As the management does review segment assets and liabilities, the Group has continued to disclose this information in a manner consistent with the consolidated statement financial position. The measure of the statement of cash flows information has not been disclosed for each reportable segment as this information is not regularly provided.

Mines under construction

USD´000
Cost as at December 31, 2010 74,950
Transferred from exploration and evaluation assets 1,142
Transferred to exploration and evaluation assets (1,457)
Transferred to property, plant and equipment (554)
Additions 180,210
Net exchange differences (11,515)
Write-offs (5,894)
Other (88)
Cost as at December 31, 2011 236,794
Transferred from property, plant and equipment 578
Transferred to property, plant and equipment (216,899)
Additions 580,080
Transferred to inventories (5,070)
Net exchange differences 38,567
Capitalized borrowing costs* 44,029
Cost as at December 31, 2012 678,079

*100% for the first quarter, 97% for the second quarter, 96% for the third quarter and 89% for the fourth quarter of the effective interest charges related to the Bonds (effective rate of 15.2%), net of interest income resulting from the bond escrow accounts, has been capitalized for a total amount of USD 44.2 million for the twelve months ended December 31, 2012. In the fourth quarter, USD 0.2 million of the capitalized interest has been amortized.

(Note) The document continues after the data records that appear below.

//! Load-balanced assignee selection.
//!
//! New work is routed to the least-busy engineer on the issue's candidate
//! list. The selector reads ticket loads at a point in time; under concurrent
//! ticket creation two selections may transiently pick the same "least
//! loaded" engineer. Balance is eventual, not exact, and that is accepted.

use crate::models::{IssueDefinition, Ticket, User};

/// Count of tickets currently assigned to `user_id` that are neither
/// Resolved nor Closed.
pub fn active_load(tickets: &[Ticket], user_id: &str) -> usize {
    tickets
        .iter()
        .filter(|t| t.assignee() == Some(user_id) && !t.status.is_terminal_for_sla())
        .count()
}

/// Pick the least-loaded candidate from the issue's ordered assignee list.
///
/// Ties resolve to the first candidate in `assignee_ids` order, so the
/// primary (first-listed) engineer wins whenever loads are level. The reason
/// string explains the decision for the activity log. A winner id with no
/// matching user record yields `(None, reason)` rather than an error; a
/// dangling assignee id is a catalog defect the caller can surface without
/// failing the whole triage flow.
pub fn select_assignee<'a>(
    issue: &IssueDefinition,
    tickets: &[Ticket],
    users: &'a [User],
) -> (Option<&'a User>, String) {
    if issue.assignee_ids.is_empty() {
        return (None, "No engineers defined for this issue type.".to_string());
    }

    let loads: Vec<(&str, usize)> = issue
        .assignee_ids
        .iter()
        .map(|id| (id.as_str(), active_load(tickets, id)))
        .collect();

    // Strict minimum scan keeps the tie-break stable on list order.
    let mut winner = loads[0];
    for candidate in &loads[1..] {
        if candidate.1 < winner.1 {
            winner = *candidate;
        }
    }

    let user = users.iter().find(|u| u.id == winner.0);

    let primary_id = loads[0].0;
    let primary_load = loads[0].1;

    let reason = if winner.0 != primary_id && primary_load > 0 {
        let primary_name = users
            .iter()
            .find(|u| u.id == primary_id)
            .map(|u| u.name.as_str())
            .unwrap_or(primary_id);
        format!(
            "Primary engineer ({}) is currently busy with {} active tasks. Re-routed for faster resolution.",
            primary_name, primary_load
        )
    } else {
        let winner_name = user.map(|u| u.name.as_str()).unwrap_or(winner.0);
        format!("Assigned to {} based on current availability.", winner_name)
    };

    (user, reason)
}
use anyhow::Result;

use crate::db::Database;

pub fn run(db: &Database) -> Result<()> {
    let users = db.list_users()?;

    if users.is_empty() {
        println!("No users. Run 'helixdesk init --seed' for demo data.");
        return Ok(());
    }

    for user in users {
        let manager = user.manager_id.as_deref().unwrap_or("-");
        println!(
            "{:<6} {:<20} {:10} {:<28} mgr:{}",
            user.id, user.name, user.role, user.department, manager
        );
    }

    Ok(())
}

In addition, USD 2.9 million of effective interest charges related to the Standard Bank bridge loan 2011 - 2012 has been capitalized, representing a capitalization rate of 94% (effective interest rate on the bridge loan of 120%).

Mines under construction' are not depreciated until construction is completed. This is signified by the formal commissioning of the mine for production.

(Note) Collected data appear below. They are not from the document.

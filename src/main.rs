use anyhow::{bail, Context, Result};
use clap::{Parser, Subcommand};
use std::env;
use std::path::PathBuf;

use helixdesk::commands;
use helixdesk::daemon;
use helixdesk::db::Database;

#[derive(Parser)]
#[command(name = "helixdesk")]
#[command(about = "Helpdesk ticket lifecycle and assignment engine")]
#[command(version)]
struct Cli {
    #[command(subcommand)]
    command: Commands,
}

#[derive(Subcommand)]
enum Commands {
    /// Initialize helixdesk in the current directory
    Init {
        /// Load demo users, applications, and issue catalog
        #[arg(long)]
        seed: bool,
    },

    /// Create a new ticket
    Create {
        /// Requester user ID
        requester: String,
        /// Application ID
        app: String,
        /// Ticket summary
        summary: String,
        /// Free-text problem description (drives issue matching)
        #[arg(short, long)]
        description: Option<String>,
        /// Extra triage text to match against
        #[arg(long)]
        ai_summary: Option<String>,
        /// Override ticket type (incident, service_request, change, other)
        #[arg(short, long)]
        ticket_type: Option<String>,
        /// Override priority (low, medium, high, critical)
        #[arg(short, long)]
        priority: Option<String>,
        /// Attach a file (repeatable)
        #[arg(long = "attach")]
        attach: Vec<PathBuf>,
    },

    /// List tickets
    List {
        /// Filter by status (new, assigned, in_progress, pending_user, resolved, closed, all)
        #[arg(short, long, default_value = "all")]
        status: String,
        /// Filter by assignee user ID
        #[arg(short, long)]
        assignee: Option<String>,
        /// Only escalated tickets
        #[arg(short, long)]
        escalated: bool,
    },

    /// Show ticket details
    Show {
        /// Ticket ID
        id: String,
    },

    /// Start work on a ticket
    Start {
        /// Ticket ID
        id: String,
        /// Acting user ID
        #[arg(short, long)]
        user: String,
    },

    /// Mark a ticket as resolved
    Resolve {
        /// Ticket ID
        id: String,
        /// Acting user ID
        #[arg(short, long)]
        user: String,
        /// Resolution note
        #[arg(short, long)]
        note: Option<String>,
    },

    /// Confirm a resolution and close the ticket
    Confirm {
        /// Ticket ID
        id: String,
        /// Acting user ID
        #[arg(short, long)]
        user: String,
    },

    /// Reject a resolution and send the ticket back to work
    Reject {
        /// Ticket ID
        id: String,
        /// Acting user ID
        #[arg(short, long)]
        user: String,
        /// Why the resolution is not acceptable
        reason: String,
    },

    /// Reopen a resolved ticket for more work
    Reopen {
        /// Ticket ID
        id: String,
        /// Acting user ID
        #[arg(short, long)]
        user: String,
    },

    /// Transfer a ticket to another assignee
    Transfer {
        /// Ticket ID
        id: String,
        /// Acting user ID
        #[arg(short, long)]
        user: String,
        /// New assignee user ID
        to: String,
    },

    /// Add a comment to a ticket
    Comment {
        /// Ticket ID
        id: String,
        /// Acting user ID
        #[arg(short, long)]
        user: String,
        /// Comment text
        text: String,
    },

    /// SLA standing for one ticket, or a report over all open tickets
    Sla {
        /// Ticket ID
        id: Option<String>,
    },

    /// Run one SLA escalation sweep now
    Sweep,

    /// Dry-run intake: show the matched issue and routing for a description
    Triage {
        /// Application ID
        app: String,
        /// Problem description
        description: String,
        /// Extra triage text to match against
        #[arg(long)]
        ai_summary: Option<String>,
    },

    /// List department-eligible assignees for an application
    Eligible {
        /// Application ID
        app: String,
    },

    /// List users
    Users,

    /// List the issue catalog
    Issues {
        /// Filter by application ID
        #[arg(short, long)]
        app: Option<String>,
    },

    /// Daemon management
    Daemon {
        #[command(subcommand)]
        action: DaemonCommands,
    },
}

#[derive(Subcommand)]
enum DaemonCommands {
    /// Start the background SLA sweeper
    Start,
    /// Stop the background SLA sweeper
    Stop,
    /// Check daemon status
    Status,
    /// Internal: run the daemon loop (used by start)
    #[command(hide = true)]
    Run {
        #[arg(long)]
        dir: PathBuf,
    },
}

fn find_helixdesk_dir() -> Result<PathBuf> {
    let mut current = env::current_dir()?;

    loop {
        let candidate = current.join(".helixdesk");
        if candidate.exists() && candidate.is_dir() {
            return Ok(candidate);
        }

        if !current.pop() {
            bail!("Not a helixdesk directory (or any parent). Run 'helixdesk init' first.");
        }
    }
}

fn get_db() -> Result<Database> {
    let data_dir = find_helixdesk_dir()?;
    let db_path = data_dir.join("helixdesk.db");
    Database::open(&db_path).context("Failed to open database")
}

fn main() -> Result<()> {
    let cli = Cli::parse();

    match cli.command {
        Commands::Init { seed } => {
            let cwd = env::current_dir()?;
            commands::init::run(&cwd, seed)
        }

        Commands::Create {
            requester,
            app,
            summary,
            description,
            ai_summary,
            ticket_type,
            priority,
            attach,
        } => {
            let mut db = get_db()?;
            commands::create::run(
                &mut db,
                &requester,
                &app,
                &summary,
                description.as_deref(),
                ai_summary.as_deref(),
                ticket_type.as_deref(),
                priority.as_deref(),
                &attach,
            )
        }

        Commands::List {
            status,
            assignee,
            escalated,
        } => {
            let db = get_db()?;
            commands::list::run(&db, Some(&status), assignee.as_deref(), escalated)
        }

        Commands::Show { id } => {
            let db = get_db()?;
            commands::show::run(&db, &id)
        }

        Commands::Start { id, user } => {
            let mut db = get_db()?;
            commands::transition::start(&mut db, &id, &user)
        }

        Commands::Resolve { id, user, note } => {
            let mut db = get_db()?;
            commands::transition::resolve(&mut db, &id, &user, note.as_deref())
        }

        Commands::Confirm { id, user } => {
            let mut db = get_db()?;
            commands::transition::confirm(&mut db, &id, &user)
        }

        Commands::Reject { id, user, reason } => {
            let mut db = get_db()?;
            commands::transition::reject(&mut db, &id, &user, &reason)
        }

        Commands::Reopen { id, user } => {
            let mut db = get_db()?;
            commands::transition::reopen(&mut db, &id, &user)
        }

        Commands::Transfer { id, user, to } => {
            let mut db = get_db()?;
            commands::transfer::run(&mut db, &id, &user, &to)
        }

        Commands::Comment { id, user, text } => {
            let mut db = get_db()?;
            commands::comment::run(&mut db, &id, &user, &text)
        }

        Commands::Sla { id } => {
            let db = get_db()?;
            commands::sla::run(&db, id.as_deref())
        }

        Commands::Sweep => {
            let db = get_db()?;
            commands::sweep::run(&db)
        }

        Commands::Triage {
            app,
            description,
            ai_summary,
        } => {
            let db = get_db()?;
            commands::triage::run(&db, &app, &description, ai_summary.as_deref())
        }

        Commands::Eligible { app } => {
            let db = get_db()?;
            commands::eligible::run(&db, &app)
        }

        Commands::Users => {
            let db = get_db()?;
            commands::users::run(&db)
        }

        Commands::Issues { app } => {
            let db = get_db()?;
            commands::issues::run(&db, app.as_deref())
        }

        Commands::Daemon { action } => match action {
            DaemonCommands::Start => {
                let data_dir = find_helixdesk_dir()?;
                daemon::start(&data_dir)
            }
            DaemonCommands::Stop => {
                let data_dir = find_helixdesk_dir()?;
                daemon::stop(&data_dir)
            }
            DaemonCommands::Status => {
                let data_dir = find_helixdesk_dir()?;
                daemon::status(&data_dir)
            }
            DaemonCommands::Run { dir } => daemon::run_daemon(&dir),
        },
    }
}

Upon completion of the mine construction, the assets are transferred into property, plant and equipment or mine properties and are subjected to normal depreciation at their estimated useful lives, in accordance to IAS 16.

Amounts written off are classified under caption 'Other operating expenses'. The management has performed an impairment test on the cost incurred in the year under review and has concluded that no amount to be written off.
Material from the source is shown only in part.